The damage of hypocrisy


The potential damage from this hypocrisy extended far beyond Peter and the Jews. It had the potential of doing serious damage to the Gentile believers who could see both sides of Peter’s hypocrisy. They knew how he acted before these men got there, and they watched him change out of fear of what the
Judaizers would think. This had terrible potential to undermine the work of the gospel in their lives.
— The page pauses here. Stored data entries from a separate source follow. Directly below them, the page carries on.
//! The kernel matrix: every supported (operator, kind, shape, result) tuple,
//! addressable by kernel name.

use std::sync::OnceLock;

use cmpkit_registry::{
    CmpOp, Column, DType, KernelError, KernelVariant, Operand, ResultKind, Shape,
};
use indexmap::IndexMap;
use tracing::{debug, trace};

/// Name index over the supported kernel variants.
#[derive(Debug, Clone)]
pub struct KernelMatrix {
    variants: IndexMap<String, KernelVariant>,
}

static MATRIX: OnceLock<KernelMatrix> = OnceLock::new();

/// Every supported variant, ordered by operator, then kind, then DD-Bools,
/// DD-Same, DS-Bools, DS-Same.
pub fn variants() -> impl Iterator<Item = KernelVariant> {
    CmpOp::ALL.into_iter().flat_map(|op| {
        DType::ALL.into_iter().flat_map(move |dtype| {
            Shape::ALL.into_iter().flat_map(move |shape| {
                ResultKind::ALL
                    .into_iter()
                    .map(move |result| KernelVariant::new(op, dtype, shape, result))
            })
        })
    })
    .filter(KernelVariant::is_supported)
}

impl KernelMatrix {
    pub fn new() -> Self {
        let variants: IndexMap<_, _> = variants().map(|v| (v.name(), v)).collect();
        debug!(kernels = variants.len(), "built kernel matrix");
        Self { variants }
    }

    /// Process-wide matrix, built on first use.
    pub fn global() -> &'static KernelMatrix {
        MATRIX.get_or_init(KernelMatrix::new)
    }

    pub fn len(&self) -> usize {
        self.variants.len()
    }

    pub fn is_empty(&self) -> bool {
        self.variants.is_empty()
    }

    /// Variants in matrix order.
    pub fn iter(&self) -> impl Iterator<Item = &KernelVariant> {
        self.variants.values()
    }

    /// Variants of one operator.
    pub fn for_op(&self, op: CmpOp) -> impl Iterator<Item = &KernelVariant> {
        self.iter().filter(move |v| v.op == op)
    }

    pub fn contains(&self, name: &str) -> bool {
        self.variants.contains_key(name)
    }

    /// Resolve a kernel name.
    ///
    /// A well-formed name outside the matrix (`gtDDBoolsC64`) is
    /// [`KernelError::UnsupportedVariant`]; anything else is
    /// [`KernelError::UnknownKernel`].
    pub fn lookup(&self, name: &str) -> Result<KernelVariant, KernelError> {
        if let Some(variant) = self.variants.get(name) {
            return Ok(*variant);
        }
        match KernelVariant::parse(name) {
            Some(variant) => Err(KernelError::UnsupportedVariant(variant)),
            None => Err(KernelError::UnknownKernel(name.to_string())),
        }
    }

    /// Evaluate the kernel `name` on dynamic operands.
    ///
    /// Operands must match the kernel's element kind and shape.
    pub fn call(&self, name: &str, lhs: &Column, rhs: Operand<'_>) -> Result<Column, KernelError> {
        let variant = self.lookup(name)?;
        if lhs.dtype() != variant.dtype {
            return Err(KernelError::TypeMismatch {
                expected: variant.dtype,
                got: lhs.dtype(),
            });
        }
        if rhs.shape() != variant.shape {
            return Err(KernelError::ShapeMismatch {
                expected: variant.shape,
                got: rhs.shape(),
            });
        }

        let kernel = cmpkit_registry::get(variant.op)
            .ok_or_else(|| KernelError::UnknownKernel(variant.op.prefix().to_string()))?;
        trace!(kernel = %variant, len = lhs.len(), "calling kernel");
        kernel.eval(lhs, rhs, variant.result)
    }
}

impl Default for KernelMatrix {
    fn default() -> Self {
        Self::new()
    }
}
If we are hypocrites, the people most harmed by it are the people who see both sides of our hypocrisy – those who see us when we take off the mask. Parents – if we’re one thing at church and another thing at home, our kids are watching, and few things will disillusion a child from following Jesus as much as a hypocritical parent. I’ve heard sad stories of men who serve as elders or leaders in a church but are abusive to their wives or children, or unfaithful to their spouses, and it is incredibly damaging and makes it so hard for those who see both sides of their hypocrisy to trust the church, other leaders, or even the Lord. Hypocrisy is very damaging at the workplace too: if your co-workers see two sides to you, the religious side, and the poor worker side, or the “make inappropriate comments or jokes” side, or the gossipy or mean-spirited side, it will do terrible damage to your witness. Few things damage our Christian witness and our Christian unity like hypocrisy because it declares loudly, “This isn’t real. This is play-acting”. Now the gospel is real, even if we are hypocritical, but if we’re the primary messengers of the gospel in someone’s life and what they hear/see from us is, it’s play-acting, then they will conclude that it’s all play-acting.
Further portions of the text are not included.